Collection: Iron

Iron is an essential mineral that is vital for multiple functions within the body, some of which include:

  • efficient production of energy
  • transportation and storage of oxygen
  • playing a role in healthy brain function
  • supporting the function of a healthy immune system
  • optimal growth and development

The body requires iron to synthesise haemoglobin and myoglobin, which are proteins in red blood cells that carry oxygen to the body’s tissues. Iron is also required for hormone production.

Almost a quarter of females have inadequate iron intakes, compared to only 3% of males. Females aged 14-50 have higher iron requirements than their male counterparts, with even larger requirements during pregnancy.

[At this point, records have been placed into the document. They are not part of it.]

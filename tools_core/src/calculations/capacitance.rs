//! # Series Capacitance Calculation
//!
//! Total capacitance of 2 to 10 capacitors in series via the reciprocal-sum
//! rule, with an optional voltage-divider breakdown when a supply voltage is
//! given.
//!
//! ## Formulas
//!
//! - `1/C_total = sum(1/C_i)`
//! - Per-element voltage: `V_i = V_total * C_total / C_i`
//! - Shared charge: `Q = C_total * V_total` (identical for every element)
//! - Per-element energy: `E_i = 1/2 * C_i * V_i^2`
//!
//! ## Example
//!
//! ```rust
//! use tools_core::calculations::capacitance::{CapacitanceInput, CapacitorEntry, calculate};
//! use tools_core::units::CapacitanceUnit;
//!
//! let input = CapacitanceInput {
//!     label: "Coupling pair".to_string(),
//!     capacitors: vec![
//!         CapacitorEntry { value: 10.0, unit: CapacitanceUnit::Microfarad },
//!         CapacitorEntry { value: 22.0, unit: CapacitanceUnit::Microfarad },
//!     ],
//!     supply_voltage_v: None,
//! };
//!
//! let result = calculate(&input).unwrap();
//! assert!((result.total_farads - 6.875e-6).abs() < 1e-12);
//! ```

use serde::{Deserialize, Serialize};

use crate::display::{format_number, ResultRow};
use crate::errors::{CalcError, CalcResult};
use crate::units::{round_to, CapacitanceUnit};

/// Minimum and maximum number of capacitors the tool accepts
pub const MIN_CAPACITORS: usize = 2;
pub const MAX_CAPACITORS: usize = 10;

/// One capacitor in the series chain: a value and its unit.
#[derive(Debug, Clone, Copy, PartialEq, Serialize, Deserialize)]
pub struct CapacitorEntry {
    /// Capacitance value in the given unit
    pub value: f64,

    /// Unit prefix carrying the multiplier to farads
    pub unit: CapacitanceUnit,
}

impl CapacitorEntry {
    /// Capacitance in farads
    pub fn farads(&self) -> f64 {
        self.value * self.unit.multiplier()
    }
}

/// Input parameters for the series capacitance calculator.
///
/// ## JSON Example
///
/// ```json
/// {
///   "label": "Coupling pair",
///   "capacitors": [
///     { "value": 10.0, "unit": "Microfarad" },
///     { "value": 22.0, "unit": "Microfarad" }
///   ],
///   "supply_voltage_v": 12.0
/// }
/// ```
#[derive(Debug, Clone, Serialize, Deserialize)]
pub struct CapacitanceInput {
    /// User label for this chain
    pub label: String,

    /// The series chain, 2 to 10 entries
    pub capacitors: Vec<CapacitorEntry>,

    /// Supply voltage across the whole chain; enables the voltage-divider
    /// breakdown when present
    pub supply_voltage_v: Option<f64>,
}

impl CapacitanceInput {
    /// Validate input parameters.
    pub fn validate(&self) -> CalcResult<()> {
        if self.capacitors.len() < MIN_CAPACITORS || self.capacitors.len() > MAX_CAPACITORS {
            return Err(CalcError::out_of_range(
                "capacitors",
                self.capacitors.len() as f64,
                MIN_CAPACITORS as f64,
                MAX_CAPACITORS as f64,
            ));
        }
        for (i, entry) in self.capacitors.iter().enumerate() {
            if entry.value <= 0.0 {
                return Err(CalcError::invalid_input(
                    format!("capacitors[{i}]"),
                    entry.value.to_string(),
                    "Capacitance must be positive",
                ));
            }
        }
        if let Some(v) = self.supply_voltage_v {
            if v <= 0.0 {
                return Err(CalcError::invalid_input(
                    "supply_voltage_v",
                    v.to_string(),
                    "Supply voltage must be positive",
                ));
            }
        }
        Ok(())
    }
}

/// Per-element results of the voltage-divider breakdown.
#[derive(Debug, Clone, Serialize, Deserialize)]
pub struct ElementVoltage {
    /// Zero-based position in the chain
    pub index: usize,

    /// Capacitance in farads
    pub capacitance_f: f64,

    /// Voltage across this element
    pub voltage_v: f64,

    /// Energy stored in this element (joules)
    pub energy_j: f64,
}

/// Voltage-divider breakdown, present when a supply voltage was given.
#[derive(Debug, Clone, Serialize, Deserialize)]
pub struct DividerBreakdown {
    /// Charge on every element (coulombs); identical across a series chain
    pub charge_coulombs: f64,

    /// Total stored energy (joules)
    pub total_energy_j: f64,

    /// Per-element voltages and energies
    pub elements: Vec<ElementVoltage>,
}

/// Results from the series capacitance calculation.
#[derive(Debug, Clone, Serialize, Deserialize)]
pub struct CapacitanceResult {
    /// Total capacitance in farads
    pub total_farads: f64,

    /// Total capacitance scaled to a readable unit
    pub display_value: f64,

    /// The unit `display_value` is expressed in
    pub display_unit: CapacitanceUnit,

    /// Voltage-divider breakdown, if a supply voltage was given
    pub divider: Option<DividerBreakdown>,
}

impl CapacitanceResult {
    /// Labeled display rows for uniform rendering.
    pub fn summary_rows(&self) -> Vec<ResultRow> {
        let mut rows = vec![ResultRow::new(
            "Total Capacitance",
            format!("{} {}", format_number(self.display_value, 3), self.display_unit.symbol()),
        )];
        if let Some(divider) = &self.divider {
            rows.push(ResultRow::new(
                "Charge per Capacitor",
                format!("{:.3e} C", divider.charge_coulombs),
            ));
            rows.push(ResultRow::new(
                "Total Stored Energy",
                format!("{:.3e} J", divider.total_energy_j),
            ));
        }
        rows
    }
}

/// Calculate total series capacitance and the optional divider breakdown.
pub fn calculate(input: &CapacitanceInput) -> CalcResult<CapacitanceResult> {
    input.validate()?;

    let reciprocal_sum: f64 = input.capacitors.iter().map(|c| 1.0 / c.farads()).sum();
    let total_farads = 1.0 / reciprocal_sum;

    let display_unit = CapacitanceUnit::best_for(total_farads);
    let display_value = round_to(total_farads / display_unit.multiplier(), 6);

    let divider = input.supply_voltage_v.map(|v_total| {
        let charge = total_farads * v_total;
        let elements: Vec<ElementVoltage> = input
            .capacitors
            .iter()
            .enumerate()
            .map(|(index, entry)| {
                let c = entry.farads();
                let voltage = v_total * total_farads / c;
                ElementVoltage {
                    index,
                    capacitance_f: c,
                    voltage_v: voltage,
                    energy_j: 0.5 * c * voltage.powi(2),
                }
            })
            .collect();
        let total_energy = elements.iter().map(|e| e.energy_j).sum();
        DividerBreakdown {
            charge_coulombs: charge,
            total_energy_j: total_energy,
            elements,
        }
    });

    Ok(CapacitanceResult {
        total_farads,
        display_value,
        display_unit,
        divider,
    })
}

The Recommended Dietary Intake (RDI) for iron is per the below table.

Iron can be found in beef, lamb, chicken, fish, green vegetables, legumes, nuts, seeds, grains & dried fruit. Plant-derived iron is often more difficult for the body to absorb and hence vegetarians & vegans are particularly susceptible to iron deficiency and may find supplementation beneficial.

Iron deficiency is the most common mineral deficiencyᶟ in humans and it can affect both children and adults. A common symptom of iron deficiency is fatigue, as well as other non-specific symptoms including dizziness, weakness, breathlessness, poor concentration and performance, and may be associated with certain pain syndromes.

Since fatigue can be a symptom of many other health conditions, some of which are serious, it is important not to self-diagnose iron deficiency and to instead seek advice from a healthcare professional. Iron deficiency anaemia (low levels of iron in the blood) is a diagnostic indicator of moderate to severe iron deficiency, but being iron deficient without anaemia is very commonᶟ, and specific blood tests must be conducted to identify an iron deficiency in the body.

The right iron supplements, as recommended by your healthcare professional may be beneficial in supporting iron levels. It’s important to not exceed the recommended dosage of iron supplements, as excess iron can be stored in the organs and joints and create other medical issues.

See your GP to understand your iron requirements.